Multinational mining, oil, and logging corporations are now
using advanced exploration technology, including remote
sensing and satellite photography, to identify resources in
the most isolated and previously inaccessible parts of the
world's tropical rain forests, mountains, deserts, and frozen
tundras. What the satellites don't reveal is the fact that native
peoples occupy much of the land containing these resources.
(Gedicks, 2005: 168)
In a shrinking world, the search for new development green fields and
for additional natural resources is intensifying and brings into play new
technologies that allow ever greater extraction and processing of the
Earth, as well as exploitation and victimisation of its people (Klare,
2012; Le Billon, 2012; Tsing, 2005).
Who is affected by activities carried out by powerful industries is also
partly a matter of where and when.
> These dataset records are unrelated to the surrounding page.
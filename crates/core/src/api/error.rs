use std::fmt;

#[derive(Debug, Clone, Copy, PartialEq, Eq)]
pub enum ApiErrorKind {
    /// Host unreachable, connection reset, DNS.
    Transport,
    /// The request outlived the fetch budget.
    Timeout,
    Status(u16),
    /// Body was not the JSON shape the caller needed.
    Decode,
}

#[derive(Debug, Clone)]
pub struct ApiError {
    pub endpoint: String,
    pub kind: ApiErrorKind,
    pub detail: String,
}

impl ApiError {
    pub fn new(endpoint: impl Into<String>, kind: ApiErrorKind, detail: impl Into<String>) -> Self {
        Self {
            endpoint: endpoint.into(),
            kind,
            detail: detail.into(),
        }
    }

    /// Classifies an error chain; anything that is not an `ApiError` counts as transport.
    pub fn kind_of(err: &anyhow::Error) -> ApiErrorKind {
        err.downcast_ref::<ApiError>()
            .map(|e| e.kind)
            .unwrap_or(ApiErrorKind::Transport)
    }
}

impl fmt::Display for ApiError {
    fn fmt(&self, f: &mut fmt::Formatter<'_>) -> fmt::Result {
        match self.kind {
            ApiErrorKind::Transport => write!(f, "request to {} failed: {}", self.endpoint, self.detail),
            ApiErrorKind::Timeout => write!(f, "request to {} timed out: {}", self.endpoint, self.detail),
            ApiErrorKind::Status(status) => {
                write!(f, "{} returned HTTP {status}: {}", self.endpoint, self.detail)
            }
            ApiErrorKind::Decode => write!(f, "unexpected body from {}: {}", self.endpoint, self.detail),
        }
    }
}

impl std::error::Error for ApiError {}

#[cfg(test)]
mod tests {
    use super::*;

    #[test]
    fn kind_survives_anyhow_round_trip() {
        let err: anyhow::Error =
            ApiError::new("/api/us/portfolio", ApiErrorKind::Status(404), "not found").into();
        assert_eq!(ApiError::kind_of(&err), ApiErrorKind::Status(404));
        assert_eq!(
            err.to_string(),
            "/api/us/portfolio returned HTTP 404: not found"
        );

        let other = anyhow::anyhow!("boom");
        assert_eq!(ApiError::kind_of(&other), ApiErrorKind::Transport);
    }
}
For example, the Arctic region is
inhabited by some 4 million people including more than 30 indigenous
peoples. Eight states - Canada, Denmark/Greenland, Finland, Iceland,
Norway, the Russian Federation, Sweden and the United States - have
territories in the Arctic region. While ostensibly a pristine environment
where local peoples rely upon traditional food sources, for decades
numerous pollutants have been making their impact on the Arctic
and the people and animals that live there (UNEP, 2007; EEA, 2010).
This pollution originated elsewhere, especially in industrial heartlands
such as the US, but the effect of transference has been devastating. In
some parts of the Arctic, for example, breastfeeding mothers have been
advised to supplement breast milk with powdered milk in order to
reduce their baby's exposure to noxious chemicals.